Ces Juifs devaient donc être connus aussi en dehors du comté de Ribeaupierre, sans doute parce qu'ils étaient en relations d'affaires avec des régions lointaines, et c'est cela qui explique probablement le fait que deux Juifs de Bergheim nommés Efraïm et Michaël payaient non seulement un droit de protection à la seigneurie de Ribeaupierre, mais aussi à l'évêché de Strasbourg à partir de l'année 1495 pour une durée de dix ans. (Arch. du Bas-Rhin G 2553). Il ressort, en effet, d'une liste d'actes judiciaires, conservés aux Archives départementales de Colmar (E 2422-2425-2427 2428. Extr. Munich), que les Juifs de Bergheim faisaient le commerce avec les habitants de Ribeauvillé, de Guémar, de Beinweiler, de Riquewihr, de Bennwihr et avec le seigneur Hans de Hattstatt.
Beaucoup plus loin encore s'étendaient les relations commerciales du
nommé Jäcklin de Bergheim, qui a vécu dans
la première moitié du seizième siècle. Il avait
un procès avec un certain Claus Zwinger de Bischofsheim, à propos
d'une créance de 2 Taler, l'actionna à Rottweil et devant la Cour
aulique de Spire, et fit saisir la fortune de Zwinger après sa mort.
L'administration épiscopale le fit arrêter à Matzenheim,
puis il fut condamné à mort et exécuté à
Ensisheim, sans que l'on en sache les motifs (Arch. de la ville de Strasbourg,
GUP L174).
Ce Jäcklin parait avoir été un des Juifs les plus riches
et les plus connus de la région. Ses héritiers avaient en leur
possession un grand nombre de gages qui furent réclamés par les
créanciers mais sans résultat. Ils s'adressèrent alors
au Conseil de la ville de Strasbourg, parce que beaucoup d'entre eux étaient
des bourgeois de Strasbourg et qu'ils prétendaient que le nommé
Gerson d'Ammerschwihr, fils du célèbre Josel
de Rosheim, savait où se trouvaient les objets en question et avait
dit qu'il ne trahirait pas ses coreligionnaires. Le Conseil devait donc lui
enlever son sauf-conduit. Il y eut une enquête, mais Gerson put prouver
son innocence et que la veuve de Jäcklin avait vendu les gages, lorsque
son mari se trouva en prison A Ensisheim (Arch. de la ville de Strasbourg, 1.c.).

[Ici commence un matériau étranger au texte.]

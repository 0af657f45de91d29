//! Outbound HTTP, capped on wall-clock time and response size. `reqwest`
//! streams bodies but never caps them itself, so the cap is enforced by
//! hand while draining the byte stream -- the same shape as
//! `core/src/exec.rs`'s `read_capped` loop, just over HTTP chunks instead
//! of a child's stdout pipe.

use std::time::Duration;

use async_trait::async_trait;
use futures::StreamExt;
use serde_json::Value;

use crate::api::SandboxApi;
use crate::command::Command;
use crate::error::Result;
use crate::registry::Resource;

const DEFAULT_TIMEOUT_SECS: u64 = 30;
const DEFAULT_DATA_LIMIT_BYTES: usize = 128 * 1024;

pub struct HttpResource {
    client: reqwest::Client,
    timeout: Duration,
    data_limit: usize,
}

impl HttpResource {
    pub fn new() -> Self {
        Self {
            client: reqwest::Client::new(),
            timeout: Duration::from_secs(DEFAULT_TIMEOUT_SECS),
            data_limit: DEFAULT_DATA_LIMIT_BYTES,
        }
    }

    pub fn with_limits(timeout: Duration, data_limit: usize) -> Self {
        Self {
            client: reqwest::Client::new(),
            timeout,
            data_limit,
        }
    }

    async fn request(&self, method: reqwest::Method, command: Command) -> Result<Option<Command>> {
        let Some(url) = command.get_str("url").map(str::to_string) else {
            return Ok(Some(command.reply_with([
                ("success".to_string(), Value::Bool(false)),
                ("reason".to_string(), Value::String("No URL given".to_string())),
            ])));
        };

        let mut request = self.client.request(method, &url).timeout(self.timeout);
        if let Some(headers) = command.get("headers").and_then(Value::as_object) {
            for (name, values) in headers {
                if let Some(values) = values.as_array() {
                    for value in values {
                        if let Some(value) = value.as_str() {
                            request = request.header(name.as_str(), value);
                        }
                    }
                } else if let Some(value) = values.as_str() {
                    request = request.header(name.as_str(), value);
                }
            }
        }
        if let Some(data) = command.get_str("data") {
            request = request.body(data.to_string());
        }

        let response = match request.send().await {
            Ok(response) => response,
            Err(e) => {
                return Ok(Some(command.reply_with([
                    ("success".to_string(), Value::Bool(false)),
                    ("reason".to_string(), Value::String(e.to_string())),
                ])));
            }
        };
        let code = response.status().as_u16();
        let body = capped_body(response, self.data_limit).await?;
        Ok(Some(command.reply_with([
            ("success".to_string(), Value::Bool(true)),
            ("code".to_string(), Value::Number(code.into())),
            (
                "body".to_string(),
                Value::String(String::from_utf8_lossy(&body).into_owned()),
            ),
        ])))
    }
}

impl Default for HttpResource {
    fn default() -> Self {
        Self::new()
    }
}

async fn capped_body(response: reqwest::Response, limit: usize) -> Result<Vec<u8>> {
    let mut stream = response.bytes_stream();
    let mut buf = Vec::new();
    while let Some(chunk) = stream.next().await {
        let chunk = chunk?;
        let remaining = limit.saturating_sub(buf.len());
        if remaining == 0 {
            break;
        }
        let take = remaining.min(chunk.len());
        buf.extend_from_slice(&chunk[..take]);
        if take < chunk.len() {
            break;
        }
    }
    Ok(buf)
}

#[async_trait]
impl Resource for HttpResource {
    fn name(&self) -> &str {
        "http"
    }

    async fn dispatch(&self, api: &SandboxApi, command: Command) -> Result<Option<Command>> {
        match command.cmd.as_str() {
            "get" => self.request(reqwest::Method::GET, command).await,
            "post" => self.request(reqwest::Method::POST, command).await,
            "put" => self.request(reqwest::Method::PUT, command).await,
            "delete" => self.request(reqwest::Method::DELETE, command).await,
            "head" => self.request(reqwest::Method::HEAD, command).await,
            _ => {
                super::unknown_operation(api, "http", &command).await;
                Ok(None)
            }
        }
    }
}

#[cfg(test)]
mod tests {
    #![allow(clippy::unwrap_used)]

    use pretty_assertions::assert_eq;

    use super::*;
    use crate::config::AppConfig;
    use crate::registry::ResourceRegistry;
    use std::collections::HashMap;
    use std::sync::Arc;
    use wiremock::matchers::method;
    use wiremock::matchers::path;
    use wiremock::Mock;
    use wiremock::MockServer;
    use wiremock::ResponseTemplate;

    fn api() -> SandboxApi {
        let config = AppConfig {
            sandbox: HashMap::new(),
            executable: "/bin/true".to_string(),
            args: Vec::new(),
            path: None,
            env: HashMap::new(),
            timeout_secs: 60,
            recv_limit_bytes: 1024,
            rlimits: HashMap::new(),
            logging_resource: None,
            javascript: None,
            javascript_file: None,
            app_context: None,
        };
        SandboxApi::new("sandbox-1", Arc::new(ResourceRegistry::new()), Arc::new(config))
    }

    #[tokio::test]
    async fn get_without_url_fails_without_making_a_request() {
        let api = api();
        let http = HttpResource::new();
        let reply = http.dispatch(&api, Command::new("get")).await.unwrap().unwrap();
        assert_eq!(reply.get("success"), Some(&Value::Bool(false)));
    }

    #[tokio::test]
    async fn get_returns_status_code_and_body() {
        let server = MockServer::start().await;
        Mock::given(method("GET"))
            .and(path("/ping"))
            .respond_with(ResponseTemplate::new(200).set_body_string("pong"))
            .mount(&server)
            .await;

        let api = api();
        let http = HttpResource::new();
        let reply = http
            .dispatch(
                &api,
                Command::new("get").with_field("url", format!("{}/ping", server.uri())),
            )
            .await
            .unwrap()
            .unwrap();
        assert_eq!(reply.get("success"), Some(&Value::Bool(true)));
        assert_eq!(reply.get("code"), Some(&Value::Number(200.into())));
        assert_eq!(reply.get_str("body"), Some("pong"));
    }

    #[tokio::test]
    async fn head_returns_status_code_with_empty_body() {
        let server = MockServer::start().await;
        Mock::given(method("HEAD"))
            .and(path("/ping"))
            .respond_with(ResponseTemplate::new(204))
            .mount(&server)
            .await;

        let api = api();
        let http = HttpResource::new();
        let reply = http
            .dispatch(
                &api,
                Command::new("head").with_field("url", format!("{}/ping", server.uri())),
            )
            .await
            .unwrap()
            .unwrap();
        assert_eq!(reply.get("success"), Some(&Value::Bool(true)));
        assert_eq!(reply.get("code"), Some(&Value::Number(204.into())));
    }

    #[tokio::test]
    async fn response_body_is_truncated_at_the_data_limit() {
        let server = MockServer::start().await;
        Mock::given(method("GET"))
            .and(path("/big"))
            .respond_with(ResponseTemplate::new(200).set_body_string("x".repeat(100)))
            .mount(&server)
            .await;

        let api = api();
        let http = HttpResource::with_limits(Duration::from_secs(5), 10);
        let reply = http
            .dispatch(
                &api,
                Command::new("get").with_field("url", format!("{}/big", server.uri())),
            )
            .await
            .unwrap()
            .unwrap();
        assert_eq!(reply.get_str("body").map(str::len), Some(10));
    }
}
//! One-shot broadcast primitive: many independent waiters each observe the
//! same completion result, whether they called `get()` before or after it
//! fired. Replaces the source's ad-hoc `MultiDeferred`.

use tokio::sync::oneshot;
use tokio::sync::Mutex;

enum State<T> {
    Pending(Vec<oneshot::Sender<T>>),
    Fired(T),
}

/// A value that can be waited on by any number of callers and is delivered
/// to all of them -- past and future -- exactly once it fires.
pub struct PromiseSet<T: Clone> {
    state: Mutex<State<T>>,
}

impl<T: Clone> Default for PromiseSet<T> {
    fn default() -> Self {
        Self::new()
    }
}

impl<T: Clone> PromiseSet<T> {
    pub fn new() -> Self {
        Self {
            state: Mutex::new(State::Pending(Vec::new())),
        }
    }

    /// Returns the fired value, waiting for it to fire if necessary. Safe
    /// to call before or after `fire()`, and safe to call more than once.
    pub async fn get(&self) -> T {
        let rx = {
            let mut state = self.state.lock().await;
            match &mut *state {
                State::Fired(value) => return value.clone(),
                State::Pending(waiters) => {
                    let (tx, rx) = oneshot::channel();
                    waiters.push(tx);
                    rx
                }
            }
        };
        match rx.await {
            Ok(value) => value,
            // `fire()` always sends to every registered waiter before
            // dropping them, so a closed channel here would mean `fire()`
            // panicked mid-delivery -- a bug elsewhere, not a valid state
            // for this waiter to observe.
            Err(_) => unreachable!("PromiseSet sender dropped without firing"),
        }
    }

    /// Delivers `result` to every current waiter and records it for every
    /// future `get()` call. A second `fire()` is a silent no-op: the first
    /// result wins, matching "the `done` promise fires at most once".
    pub async fn fire(&self, result: T) {
        let mut state = self.state.lock().await;
        if matches!(&*state, State::Fired(_)) {
            return;
        }
        let waiters = match std::mem::replace(&mut *state, State::Fired(result.clone())) {
            State::Pending(waiters) => waiters,
            State::Fired(_) => unreachable!("checked above"),
        };
        for waiter in waiters {
            let _ = waiter.send(result.clone());
        }
    }

    pub async fn fired(&self) -> bool {
        matches!(&*self.state.lock().await, State::Fired(_))
    }
}

#[cfg(test)]
mod tests {
    #![allow(clippy::unwrap_used)]

    use pretty_assertions::assert_eq;

    use super::*;
    use std::sync::Arc;

    #[tokio::test]
    async fn waiters_registered_before_fire_all_receive_the_result() {
        let promise = Arc::new(PromiseSet::<u32>::new());
        let mut handles = Vec::new();
        for _ in 0..5 {
            let p = promise.clone();
            handles.push(tokio::spawn(async move { p.get().await }));
        }
        // Give the waiters a chance to register before firing.
        tokio::task::yield_now().await;
        promise.fire(42).await;
        for h in handles {
            assert_eq!(h.await.unwrap(), 42);
        }
    }

    #[tokio::test]
    async fn get_after_fire_resolves_immediately() {
        let promise = PromiseSet::<&'static str>::new();
        promise.fire("done").await;
        assert!(promise.fired().await);
        assert_eq!(promise.get().await, "done");
        assert_eq!(promise.get().await, "done");
    }

    #[tokio::test]
    async fn second_fire_is_a_no_op() {
        let promise = PromiseSet::<u32>::new();
        promise.fire(1).await;
        promise.fire(2).await;
        assert_eq!(promise.get().await, 1);
    }
}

A cette même époque, vers 1540, on se souvenait encore à Bergheim d'une ancienne tradition à propos du Tribunal régional qui se tenait au bord de l'Eggenbach. On racontait qu'un Juif était assis aux pieds du juge ou couché sous les pieds du juge, sans doute pour marquer la dépendance du judaïsme envers le christianisme (Arch. dép. du H.-Rh. C614. — Bartholdi, Curiosités d'Alsace, II, 399. — Chmel, Die Handschriften der Hofbibliothek in Wien, II, p. 461).
C'est dans un Règlement du comte Jean Jaques de Ribeaupierre du
13 juin 1656 touchant le droit de protection des Juifs demeurants (sic)
à Ribeauvillé qu'il est fait mention surtout de ces revenus.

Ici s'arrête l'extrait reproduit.